Received on December 7 2009

The ACS Survey of Galactic Globular Clusters. IX. Horizontal Branch Morphology and the Second Parameter Phenomenon

AuthorsAaron Dotter, Ata Sarajedini, Jay Anderson, Antonio Aparicio, Luigi R. Bedin, Brian Chaboyer, Steven Majewski, A. MarĂ­n-Franch, Antonino Milone, Nathaniel Paust, Giampaolo Piotto, I. Neill Reid, Alfred Rosenberg, and Michael Siegel
AffiliationUniversity of Victoria, University of Florida, STScI, Instituto de Astrofisica de Canarias, STScI, Dartmouth College, University of Virginia, Instituto de Astrofisica de Canarias, Universita di Padova, STScI, Universita di Padova, STScI, Instituto de Astrofisica de Canarias, Penn State University
Accepted byAstrophysical Journal
Contactdotter@uvic.ca
URLhttp://arxiv.org/abs/0911.2469
Links

Abstract

The horizontal branch (HB) morphology of globular clusters (GCs) is most strongly influenced by metallicity. The second parameter phenomenon acknowledges that metallicity alone is not enough to describe the HB morphology of all GCs. In particular, the outer Galactic halo contains GCs with redder HBs at a given metallicity than are found inside the Solar circle.
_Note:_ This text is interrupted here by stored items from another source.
impl CreatureTextEngine {
    pub fn builder() -> CreatureTextEngineBuilder {
        CreatureTextEngineBuilder::default()
    }

    pub fn tables(&self) -> Arc<TextTables> {
        Arc::clone(&self.tables)
    }

    pub fn config(&self) -> &TextConfig {
        &self.config
    }

    pub fn broadcast_texts(&self) -> &dyn BroadcastTextStore {
        self.broadcast_texts.as_ref()
    }

    /// Publish freshly built tables. Repeat history is kept.
    pub fn reload(&mut self, tables: TextTables) {
        info!(
            entries = tables.catalog.len(),
            locales = tables.locales.len(),
            "creature text tables reloaded"
        );
        self.tables = Arc::new(tables);
    }

    /// Build tables from `source` and publish them. On error the current
    /// tables stay in place.
    pub fn reload_from(&mut self, source: &mut dyn TextSource) -> Result<(), LoadError> {
        let tables = TextTables::load(source, self.broadcast_texts.as_ref())?;
        self.reload(tables);
        Ok(())
    }

    /// Restart the selection RNG from `seed`. Repeat history is kept.
    pub fn reseed(&mut self, seed: u64) {
        self.config.seed = seed;
        self.rng = StdRng::seed_from_u64(seed);
    }

    /// Drop repeat history for a destroyed speaker.
    pub fn forget_speaker(&mut self, speaker: Guid) {
        self.repeats.forget_speaker(speaker);
    }

    pub fn entry_exists(&self, template: u32, group: u8) -> bool {
        self.tables.catalog.exists(template, group)
    }

    /// Pick a line from a group for this speaker and remember it.
    pub fn select_entry(&mut self, speaker: Guid, template: u32, group: u8) -> Option<TextEntry> {
        let tables = Arc::clone(&self.tables);
        let entries = match tables.catalog.group(template, group) {
            Ok(entries) => entries,
            Err(e) => {
                debug!(speaker = %speaker, error = %e, "no creature text to select");
                return None;
            }
        };

        let recent = self.repeats.recent(speaker, group);
        let selection = select(entries, recent, &mut self.rng)?;
        let entry = &entries[selection.index];

        if selection.tracked {
            if selection.window_reset {
                self.repeats.reset(speaker, group, true);
            }
            self.repeats.record(speaker, group, entry.id);
        }
        Some(entry.clone())
    }

    /// Select a line from `group` and send it. Returns the line's duration,
    /// or 0 if nothing was delivered.
    pub fn send_chat(
        &mut self,
        speaker: &dyn Speaker,
        group: u8,
        world: WorldState<'_>,
        request: &ChatRequest,
    ) -> u32 {
        match self.select_entry(speaker.guid(), speaker.template_id(), group) {
            Some(entry) => self.broadcast_entry(speaker, &entry, world, request),
            None => 0,
        }
    }

    /// Send one entry: its sound, its emote, then the localized chat line.
    ///
    /// Returns the entry's duration, or 0 when no recipient received the
    /// line.
    pub fn broadcast_entry(
        &self,
        speaker: &dyn Speaker,
        entry: &TextEntry,
        world: WorldState<'_>,
        request: &ChatRequest,
    ) -> u32 {
        let kind = request.kind.unwrap_or(entry.kind);
        let audience = request.audience(kind);
        let broadcaster = ChatBroadcaster::new(world, self.config.listen_ranges);

        let sound = request.sound.filter(|&s| s != 0).unwrap_or(entry.sound);
        if sound != 0 {
            self.play_sound(&broadcaster, speaker, sound, &audience);
        }
        if entry.emote != 0 {
            speaker.play_emote(entry.emote);
        }

        let builder = CreatureTextBuilder {
            speaker,
            tables: &self.tables,
            store: self.broadcast_texts.as_ref(),
            template: entry.template,
            group: entry.group,
            id: entry.id,
            kind,
            language: request.language.unwrap_or(entry.language),
            target: request.whisper_target,
            gender: speaker.gender(),
        };
        if broadcaster.send_chat(speaker, &builder, &audience) == 0 {
            return 0;
        }
        entry.duration
    }

    /// Send a specific line of a group, for scripted dialogue.
    pub fn broadcast_entry_by_id(
        &self,
        speaker: &dyn Speaker,
        group: u8,
        id: u8,
        world: WorldState<'_>,
        request: &ChatRequest,
    ) -> u32 {
        match self.tables.catalog.entry(speaker.template_id(), group, id) {
            Some(entry) => self.broadcast_entry(speaker, entry, world, request),
            None => {
                debug!(
                    speaker = %speaker.guid(),
                    template = speaker.template_id(),
                    group,
                    id,
                    "no creature text with this id"
                );
                0
            }
        }
    }

    /// Send every line of a group in catalog order. Returns the summed
    /// duration of the lines that were delivered.
    pub fn broadcast_group(
        &self,
        speaker: &dyn Speaker,
        group: u8,
        world: WorldState<'_>,
        request: &ChatRequest,
    ) -> u32 {
        let Ok(entries) = self.tables.catalog.group(speaker.template_id(), group) else {
            return 0;
        };
        entries
            .iter()
            .map(|entry| self.broadcast_entry(speaker, entry, world, request))
            .sum()
    }

    /// Send a broadcast text line directly by its catalog id. Yell unless
    /// the request says otherwise. Returns the number of deliveries.
    pub fn send_broadcast_text(
        &self,
        speaker: &dyn Speaker,
        broadcast_text_id: u32,
        world: WorldState<'_>,
        request: &ChatRequest,
    ) -> usize {
        let kind = request.kind.unwrap_or(ChatKind::Yell);
        let builder = BroadcastTextBuilder {
            speaker,
            kind,
            broadcast_text_id,
            target: request.whisper_target,
            gender: speaker.gender(),
            store: self.broadcast_texts.as_ref(),
        };
        ChatBroadcaster::new(world, self.config.listen_ranges).send_chat(
            speaker,
            &builder,
            &request.audience(kind),
        )
    }

    /// Send literal text that bypasses the catalog. Returns the number of
    /// deliveries.
    pub fn send_literal(
        &self,
        speaker: &dyn Speaker,
        text: &str,
        world: WorldState<'_>,
        request: &ChatRequest,
    ) -> usize {
        let kind = request.kind.unwrap_or(ChatKind::Say);
        let builder = PlainChatBuilder {
            speaker,
            kind,
            language: request.language.unwrap_or(Language::UNIVERSAL),
            text: text.to_string(),
            target: request.whisper_target,
        };
        ChatBroadcaster::new(world, self.config.listen_ranges).send_chat(
            speaker,
            &builder,
            &request.audience(kind),
        )
    }

    /// Play a sound for the audience of `request`. Returns the number of
    /// deliveries.
    pub fn send_sound(
        &self,
        speaker: &dyn Speaker,
        sound: u32,
        world: WorldState<'_>,
        request: &ChatRequest,
    ) -> usize {
        let audience = request.audience(request.kind.unwrap_or(ChatKind::Say));
        let broadcaster = ChatBroadcaster::new(world, self.config.listen_ranges);
        self.play_sound(&broadcaster, speaker, sound, &audience)
    }

    fn play_sound(
        &self,
        broadcaster: &ChatBroadcaster<'_>,
        speaker: &dyn Speaker,
        sound: u32,
        audience: &Audience,
    ) -> usize {
        let mut payload = Vec::with_capacity(4);
        if let Err(e) = payload.write_u32::<LittleEndian>(sound) {
            warn!(sound, error = %e, "failed to build sound payload");
            return 0;
        }
        broadcaster.send_packet(speaker, &payload, audience)
    }

    /// Play the emote of a specific line on the speaker. Returns false if
    /// the line does not exist or has no emote.
    pub fn send_broadcast_emote(
        &self,
        speaker: &dyn Speaker,
        template: u32,
        group: u8,
        id: u8,
    ) -> bool {
        match self.tables.catalog.entry(template, group, id) {
            Some(entry) if entry.emote != 0 => {
                speaker.play_emote(entry.emote);
                true
            }
            _ => false,
        }
    }

    /// Sound of a line: its own, else its broadcast text's, else 0.
    pub fn broadcast_sound(&self, template: u32, group: u8, id: u8) -> u32 {
        let Some(entry) = self.tables.catalog.entry(template, group, id) else {
            return 0;
        };
        if entry.sound != 0 {
            return entry.sound;
        }
        self.broadcast_texts
            .lookup(entry.broadcast_text_id)
            .map(|b| b.sound)
            .unwrap_or(0)
    }

    /// Display text of a line outside the broadcast path.
    pub fn localized_string(
        &self,
        template: u32,
        group: u8,
        id: u8,
        gender: Gender,
        locale: Locale,
    ) -> String {
        self.tables.localized_string(
            template,
            group,
            id,
            gender,
            locale,
            self.broadcast_texts.as_ref(),
        )
    }
}

impl CreatureTextEngineBuilder {
    pub fn texts_path(mut self, path: impl Into<PathBuf>) -> Self {
        self.texts_path = Some(path.into());
        self
    }

    pub fn locales_path(mut self, path: impl Into<PathBuf>) -> Self {
        self.locales_path = Some(path.into());
        self
    }

    pub fn broadcast_texts_path(mut self, path: impl Into<PathBuf>) -> Self {
        self.broadcast_texts_path = Some(path.into());
        self
    }

    pub fn config_file(mut self, path: impl Into<PathBuf>) -> Self {
        self.config_path = Some(path.into());
        self
    }

    /// Overrides the seed from the configuration.
    pub fn seed(mut self, seed: u64) -> Self {
        self.seed = Some(seed);
        self
    }

    /// Provide tables directly (for testing without files).
    pub fn with_tables(mut self, tables: TextTables) -> Self {
        self.tables = Some(tables);
        self
    }

    /// Provide the broadcast text catalog directly.
    pub fn with_broadcast_texts(mut self, store: SharedBroadcastTexts) -> Self {
        self.broadcast_texts = Some(store);
        self
    }

    /// Provide configuration directly.
    pub fn with_config(mut self, config: TextConfig) -> Self {
        self.config = Some(config);
        self
    }

    /// Load configuration, broadcast texts, then creature texts and their
    /// locales, in that order.
    pub fn build(self) -> Result<CreatureTextEngine, LoadError> {
        let mut config = match (self.config, self.config_path.as_deref()) {
            (Some(config), _) => config,
            (None, Some(path)) => TextConfig::load_from_ron(path)?,
            (None, None) => TextConfig::default(),
        };
        if let Some(seed) = self.seed {
            config.seed = seed;
        }

        let broadcast_texts: SharedBroadcastTexts = match (self.broadcast_texts, self.broadcast_texts_path) {
            (Some(store), _) => store,
            (None, Some(path)) => Arc::new(index_broadcast_texts(load_broadcast_texts(&path)?)),
            (None, None) => Arc::new(FxHashMap::<u32, BroadcastText>::default()),
        };

        let tables = match (self.tables, self.texts_path) {
            (Some(tables), _) => tables,
            (None, Some(path)) => {
                let mut source = RonTextSource::new(path);
                if let Some(locales) = self.locales_path {
                    source = source.with_locales(locales);
                }
                TextTables::load(&mut source, broadcast_texts.as_ref())?
            }
            (None, None) => TextTables::default(),
        };

        info!(
            entries = tables.catalog.len(),
            groups = tables.catalog.group_count(),
            locales = tables.locales.len(),
            seed = config.seed,
            "creature text engine ready"
        );

        Ok(CreatureTextEngine {
            tables: Arc::new(tables),
            broadcast_texts,
            repeats: RepeatTracker::new(config.repeat_window, config.max_tracked_speakers),
            rng: StdRng::seed_from_u64(config.seed),
            config,
        })
    }
}

/// Convenience for tools: an engine over RON files in one directory
/// (`texts.ron`, optional `locales.ron`, `broadcast_texts.ron`, `config.ron`).
pub fn engine_from_dir(dir: &Path) -> Result<CreatureTextEngine, LoadError> {
    let mut builder = CreatureTextEngine::builder().texts_path(dir.join("texts.ron"));
    let locales = dir.join("locales.ron");
    if locales.exists() {
        builder = builder.locales_path(locales);
    }
    let broadcast_texts = dir.join("broadcast_texts.ron");
    if broadcast_texts.exists() {
        builder = builder.broadcast_texts_path(broadcast_texts);
    }
    let config = dir.join("config.ron");
    if config.exists() {
        builder = builder.config_file(config);
    }
    builder.build()
}
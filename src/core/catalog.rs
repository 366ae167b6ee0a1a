//! Text catalog: creature template -> text group -> ordered entries.

use rustc_hash::FxHashMap;
use thiserror::Error;
use tracing::{debug, warn};

use crate::schema::broadcast_text::BroadcastTextStore;
use crate::schema::text::{TextEntry, TextRow};

#[derive(Debug, Error, PartialEq, Eq)]
pub enum TextError {
    #[error("no texts for creature template {template}")]
    NoTexts { template: u32 },
    #[error("no text group {group} for creature template {template}")]
    NoGroup { template: u32, group: u8 },
    #[error("text group {group} of creature template {template} is empty")]
    EmptyGroup { template: u32, group: u8 },
}

/// Entries sharing a template and group, in insertion order.
pub type TextGroup = Vec<TextEntry>;

/// Immutable-after-load mapping of every creature line.
#[derive(Debug, Clone, Default)]
pub struct TextCatalog {
    templates: FxHashMap<u32, FxHashMap<u8, TextGroup>>,
}

impl TextCatalog {
    pub fn new() -> Self {
        Self::default()
    }

    /// Build a catalog from storage rows, dropping malformed ones.
    pub fn from_rows<I>(rows: I) -> Self
    where
        I: IntoIterator<Item = TextRow>,
    {
        let mut catalog = Self::new();
        for row in rows {
            catalog.insert_row(row);
        }
        debug!(
            entries = catalog.len(),
            groups = catalog.group_count(),
            "loaded creature texts"
        );
        catalog
    }

    /// Insert one row. Returns false if the row was rejected.
    pub fn insert_row(&mut self, row: TextRow) -> bool {
        if !row.weight.is_finite() || row.weight < 0.0 {
            warn!(
                entry = row.entry,
                group = row.group,
                id = row.id,
                weight = row.weight,
                "creature text has an invalid weight, skipped"
            );
            return false;
        }

        let group = self
            .templates
            .entry(row.entry)
            .or_default()
            .entry(row.group)
            .or_default();
        if group.iter().any(|e| e.id == row.id) {
            warn!(
                entry = row.entry,
                group = row.group,
                id = row.id,
                "duplicate creature text id, skipped"
            );
            return false;
        }

        group.push(TextEntry::from(row));
        true
    }

    /// Entries of a group in catalog order.
    pub fn group(&self, template: u32, group: u8) -> Result<&[TextEntry], TextError> {
        let holder = self
            .templates
            .get(&template)
            .ok_or(TextError::NoTexts { template })?;
        let entries = holder
            .get(&group)
            .ok_or(TextError::NoGroup { template, group })?;
        if entries.is_empty() {
            return Err(TextError::EmptyGroup { template, group });
        }
        Ok(entries)
    }

    /// Direct lookup by id. Weight has no effect here.
    pub fn entry(&self, template: u32, group: u8, id: u8) -> Option<&TextEntry> {
        self.templates
            .get(&template)?
            .get(&group)?
            .iter()
            .find(|e| e.id == id)
    }

    /// Returns true if the template has a non-empty group with this id.
    pub fn exists(&self, template: u32, group: u8) -> bool {
        self.group(template, group).is_ok()
    }

    /// Group ids defined for a template, sorted.
    pub fn group_ids(&self, template: u32) -> Vec<u8> {
        let mut ids: Vec<u8> = self
            .templates
            .get(&template)
            .map(|h| h.keys().copied().collect())
            .unwrap_or_default();
        ids.sort_unstable();
        ids
    }

    /// Every entry, grouped but in no particular group order.
    pub fn entries(&self) -> impl Iterator<Item = &TextEntry> {
        self.templates
            .values()
            .flat_map(|h| h.values())
            .flat_map(|g| g.iter())
    }

    pub fn len(&self) -> usize {
        self.entries().count()
    }

    pub fn is_empty(&self) -> bool {
        self.len() == 0
    }

    pub fn group_count(&self) -> usize {
        self.templates.values().map(|h| h.len()).sum()
    }

    /// Reset broadcast references that the catalog cannot resolve.
    pub fn validate_broadcast_ids(&mut self, store: &dyn BroadcastTextStore) -> usize {
        let mut reset = 0;
        for entry in self.entries_mut() {
            if entry.broadcast_text_id != 0 && store.lookup(entry.broadcast_text_id).is_none() {
                warn!(
                    entry = entry.template,
                    group = entry.group,
                    id = entry.id,
                    broadcast_text_id = entry.broadcast_text_id,
                    "creature text references a missing broadcast text, reference cleared"
                );
                entry.broadcast_text_id = 0;
                reset += 1;
            }
        }
        reset
    }

    /// Link entries without a broadcast reference to the broadcast text
    /// whose default-locale wording matches their literal text.
    pub fn fill_missing_broadcast_texts(&mut self, store: &dyn BroadcastTextStore) -> usize {
        let mut filled = 0;
        for entry in self.entries_mut() {
            if entry.broadcast_text_id != 0 || entry.text.is_empty() {
                continue;
            }
            if let Some(bct) = store.records().find(|b| b.matches_default_text(&entry.text)) {
                entry.broadcast_text_id = bct.id;
                filled += 1;
            }
        }
        if filled > 0 {
            debug!(filled, "linked creature texts to broadcast texts");
        }
        filled
    }

    fn entries_mut(&mut self) -> impl Iterator<Item = &mut TextEntry> {
        self.templates
            .values_mut()
            .flat_map(|h| h.values_mut())
            .flat_map(|g| g.iter_mut())
    }
}
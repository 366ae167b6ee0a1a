//! The published, read-only text tables: catalog plus locale overlay.

use crate::core::catalog::TextCatalog;
use crate::core::loader::{LoadError, TextSource};
use crate::core::locale::LocaleOverlay;
use crate::schema::broadcast_text::BroadcastTextStore;
use crate::schema::chat::Locale;
use crate::schema::entity::Gender;
use crate::schema::text::TextKey;

/// Catalog and overlay, built together and never mutated once published.
///
/// A reload builds a fresh `TextTables` and swaps it in whole.
#[derive(Debug, Clone, Default)]
pub struct TextTables {
    pub catalog: TextCatalog,
    pub locales: LocaleOverlay,
}

impl TextTables {
    pub fn new(catalog: TextCatalog, locales: LocaleOverlay) -> Self {
        Self { catalog, locales }
    }

    /// Load the catalog, then the overlay against it.
    ///
    /// Broadcast references are linked and validated against `store` before
    /// the tables are returned.
    pub fn load(
        source: &mut dyn TextSource,
        store: &dyn BroadcastTextStore,
    ) -> Result<TextTables, LoadError> {
        let mut text_rows = Vec::new();
        source.for_each_text_row(&mut |row| text_rows.push(row))?;
        let mut catalog = TextCatalog::from_rows(text_rows);
        catalog.validate_broadcast_ids(store);
        catalog.fill_missing_broadcast_texts(store);

        let mut locale_rows = Vec::new();
        source.for_each_locale_row(&mut |row| locale_rows.push(row))?;
        let locales = LocaleOverlay::from_rows(locale_rows, &catalog);

        Ok(TextTables::new(catalog, locales))
    }

    /// Text of an entry for display in `locale`.
    ///
    /// A linked broadcast text carries its own translations and wins.
    /// Otherwise the locale override applies, then the entry's own text.
    /// Unknown entries resolve to an empty string.
    pub fn localized_string(
        &self,
        template: u32,
        group: u8,
        id: u8,
        gender: Gender,
        locale: Locale,
        store: &dyn BroadcastTextStore,
    ) -> String {
        let Some(entry) = self.catalog.entry(template, group, id) else {
            return String::new();
        };

        if let Some(bct) = store.lookup(entry.broadcast_text_id) {
            return bct.text(locale, gender).to_string();
        }
        self.locales
            .get(&TextKey::new(template, group, id), locale)
            .map(str::to_string)
            .unwrap_or_else(|| entry.text.clone())
    }
}
//! Creature text: localized speech broadcasting for non-player characters.
//!
//! Picks a line from a creature's text group with weighted, non-repeating
//! selection, renders it once per recipient locale into the chat wire
//! layout, and delivers it to the audience resolved for the requested range.

pub mod core;
pub mod schema;
//! Shared test doubles: a speaking creature, players with inboxes, and a
//! world that serves both the session directory and the spatial index.

#![allow(dead_code)]

use std::cell::{Cell, RefCell};

use creature_text::core::world::{Recipient, SessionDirectory, SpatialIndex, Speaker, WorldState};
use creature_text::schema::chat::Locale;
use creature_text::schema::entity::{Gender, Guid, Position, Team};

pub struct TestCreature {
    pub guid: Guid,
    pub template: u32,
    pub gender: Gender,
    pub position: Position,
    pub map: u32,
    pub zone: u32,
    pub area: u32,
    pub emotes: RefCell<Vec<u32>>,
}

impl TestCreature {
    pub fn new(template: u32) -> Self {
        Self {
            guid: Guid(0xF130_0000_0000_0000 | template as u64),
            template,
            gender: Gender::Male,
            position: Position::default(),
            map: 0,
            zone: 12,
            area: 87,
            emotes: RefCell::new(Vec::new()),
        }
    }
}

impl Speaker for TestCreature {
    fn guid(&self) -> Guid {
        self.guid
    }
    fn template_id(&self) -> u32 {
        self.template
    }
    fn name(&self, locale: Locale) -> String {
        match locale {
            Locale::DeDe => "Stadtwache".to_string(),
            _ => "City Guard".to_string(),
        }
    }
    fn gender(&self) -> Gender {
        self.gender
    }
    fn position(&self) -> Position {
        self.position
    }
    fn map_id(&self) -> u32 {
        self.map
    }
    fn zone_id(&self) -> u32 {
        self.zone
    }
    fn area_id(&self) -> u32 {
        self.area
    }
    fn play_emote(&self, emote: u32) {
        self.emotes.borrow_mut().push(emote);
    }
}

pub struct TestPlayer {
    pub guid: Guid,
    pub locale: Locale,
    pub team: Team,
    pub position: Position,
    pub map: u32,
    pub zone: u32,
    pub area: u32,
    pub gm: bool,
    pub connected: bool,
    pub inbox: RefCell<Vec<Vec<u8>>>,
}

impl TestPlayer {
    pub fn new(guid: u64, locale: Locale) -> Self {
        Self {
            guid: Guid(guid),
            locale,
            team: Team::Alliance,
            position: Position::new(5.0, 0.0, 0.0),
            map: 0,
            zone: 12,
            area: 87,
            gm: false,
            connected: true,
            inbox: RefCell::new(Vec::new()),
        }
    }

    pub fn received(&self) -> usize {
        self.inbox.borrow().len()
    }

    pub fn last_message(&self) -> Vec<u8> {
        self.inbox.borrow().last().cloned().unwrap_or_default()
    }

    pub fn contains(&self, needle: &str) -> bool {
        self.inbox
            .borrow()
            .iter()
            .any(|m| m.windows(needle.len()).any(|w| w == needle.as_bytes()))
    }
}

impl Recipient for TestPlayer {
    fn guid(&self) -> Guid {
        self.guid
    }
    fn locale(&self) -> Locale {
        self.locale
    }
    fn team(&self) -> Team {
        self.team
    }
    fn map_id(&self) -> u32 {
        self.map
    }
    fn zone_id(&self) -> u32 {
        self.zone
    }
    fn area_id(&self) -> u32 {
        self.area
    }
    fn is_game_master(&self) -> bool {
        self.gm
    }
    fn is_connected(&self) -> bool {
        self.connected
    }
    fn deliver(&self, bytes: &[u8]) {
        self.inbox.borrow_mut().push(bytes.to_vec());
    }
}

#[derive(Default)]
pub struct TestWorld {
    pub players: Vec<TestPlayer>,
    pub radius_queries: Cell<usize>,
}

impl TestWorld {
    pub fn new(players: Vec<TestPlayer>) -> Self {
        Self {
            players,
            radius_queries: Cell::new(0),
        }
    }

    pub fn state(&self) -> WorldState<'_> {
        WorldState {
            sessions: self,
            spatial: self,
        }
    }

    pub fn total_received(&self) -> usize {
        self.players.iter().map(TestPlayer::received).sum()
    }
}

impl SessionDirectory for TestWorld {
    fn find_connected(&self, guid: Guid) -> Option<&dyn Recipient> {
        self.players
            .iter()
            .find(|p| p.guid == guid && p.connected)
            .map(|p| p as &dyn Recipient)
    }

    fn for_each_connected(&self, visitor: &mut dyn FnMut(&dyn Recipient)) {
        for p in self.players.iter().filter(|p| p.connected) {
            visitor(p as &dyn Recipient);
        }
    }

    fn for_each_on_map(&self, map_id: u32, visitor: &mut dyn FnMut(&dyn Recipient)) {
        for p in self.players.iter().filter(|p| p.map == map_id) {
            visitor(p as &dyn Recipient);
        }
    }
}

impl SpatialIndex for TestWorld {
    fn visit_within_radius(
        &self,
        map_id: u32,
        origin: Position,
        radius: f32,
        visitor: &mut dyn FnMut(&dyn Recipient),
    ) {
        self.radius_queries.set(self.radius_queries.get() + 1);
        for p in self
            .players
            .iter()
            .filter(|p| p.map == map_id && p.position.distance(&origin) <= radius)
        {
            visitor(p as &dyn Recipient);
        }
    }
}
//! Weighted, non-repeating choice of one entry from a text group.

use rand::distributions::WeightedIndex;
use rand::prelude::Distribution;
use rand::rngs::StdRng;
use rand::Rng;

use crate::schema::text::TextEntry;

/// Outcome of a draw over one group.
#[derive(Debug, Clone, Copy, PartialEq, Eq)]
pub struct Selection {
    /// Index into the group slice.
    pub index: usize,
    /// False for single-entry groups, which bypass repeat tracking.
    pub tracked: bool,
    /// True when every candidate was recently used and the window had to
    /// be reset for this draw.
    pub window_reset: bool,
}

/// Pick an entry from `entries`, avoiding ids in `recent`.
///
/// Zero-weight entries are never drawn unless the whole group has zero
/// weight, in which case all entries are equally likely. When `recent`
/// covers every candidate, the draw ignores the window except for its last
/// id, so the same line is never spoken twice in a row while an alternative
/// exists.
pub fn select(entries: &[TextEntry], recent: &[u8], rng: &mut StdRng) -> Option<Selection> {
    match entries.len() {
        0 => return None,
        1 => {
            return Some(Selection {
                index: 0,
                tracked: false,
                window_reset: false,
            })
        }
        _ => {}
    }

    let all_zero = entries.iter().all(|e| !e.is_drawable());
    let eligible: Vec<usize> = (0..entries.len())
        .filter(|&i| all_zero || entries[i].is_drawable())
        .collect();

    let mut window_reset = false;
    let mut pool: Vec<usize> = eligible
        .iter()
        .copied()
        .filter(|&i| !recent.contains(&entries[i].id))
        .collect();

    if pool.is_empty() {
        window_reset = true;
        let last = recent.last().copied();
        pool = eligible
            .iter()
            .copied()
            .filter(|&i| Some(entries[i].id) != last)
            .collect();
        if pool.is_empty() {
            pool = eligible;
        }
    }

    let pick = if all_zero {
        rng.gen_range(0..pool.len())
    } else {
        pick_weighted(entries, &pool, rng)
    };

    Some(Selection {
        index: pool[pick],
        tracked: true,
        window_reset,
    })
}

/// Weighted pick over `pool`, normalized over the pool's weights.
fn pick_weighted(entries: &[TextEntry], pool: &[usize], rng: &mut StdRng) -> usize {
    let weights: Vec<f32> = pool.iter().map(|&i| entries[i].weight).collect();
    let first = weights[0];
    if weights.iter().all(|&w| w == first) {
        return rng.gen_range(0..pool.len());
    }
    match WeightedIndex::new(&weights) {
        Ok(dist) => dist.sample(rng),
        Err(_) => rng.gen_range(0..pool.len()),
    }
}
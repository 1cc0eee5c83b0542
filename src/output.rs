use std::io::{Cursor, Write};
use std::path::Path;

use anyhow::{Context, Result};
use image::{ImageFormat, RgbaImage};
use tempfile::NamedTempFile;

/// Encodes the canvas as an RGBA PNG without any metadata chunks.
pub fn encode_png(canvas: &RgbaImage) -> Result<Vec<u8>> {
    let mut buf = Vec::new();
    canvas
        .write_to(&mut Cursor::new(&mut buf), ImageFormat::Png)
        .context("Failed to encode PNG")?;
    Ok(buf)
}

/// Writes `bytes` to `path` through a temp file in the same directory, so the
/// destination either holds the complete file or is left untouched.
pub fn write_atomic(path: &Path, bytes: &[u8]) -> Result<()> {
    let dir = match path.parent() {
        Some(parent) if !parent.as_os_str().is_empty() => parent,
        _ => Path::new("."),
    };

    let mut tmp = NamedTempFile::new_in(dir)
        .with_context(|| format!("Failed to write {}", path.display()))?;
    tmp.write_all(bytes)
        .with_context(|| format!("Failed to write {}", path.display()))?;
    tmp.flush()
        .with_context(|| format!("Failed to write {}", path.display()))?;
    tmp.persist(path)
        .with_context(|| format!("Failed to write {}", path.display()))?;

    Ok(())
}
Thus, at least a second parameter is required to characterize HB morphology. Here we analyze the median color difference between the HB and the red giant branch (RGB), d(V-I), measured from HST ACS photometry of 60 GCs within ~20 kpc of the Galactic Center. Analysis of this homogeneous data set reveals that, after the influence of metallicity has been removed, the correlation between d(V-I) and age is stronger than that of any other parameter considered. Expanding the sample to include HST photometry of the 6 most distant Galactic GCs lends additional support to the correlation between d(V-I) and age. This result is robust with respect to the adopted metallicity scale and the method of age determination, but must bear the caveat that high quality, detailed abundance information is not available for a significant fraction of the sample. When a subset of GCs with similar metallicities and ages are considered, a correlation between d(V-I) and central luminosity density is exposed. With respect to the existence of GCs with anomalously red HBs at a given metallicity, we conclude that age is the second parameter and central density is most likely the third. Important problems related to HB morphology in GCs, notably multi-modal distributions and faint blue tails, remain to be explained.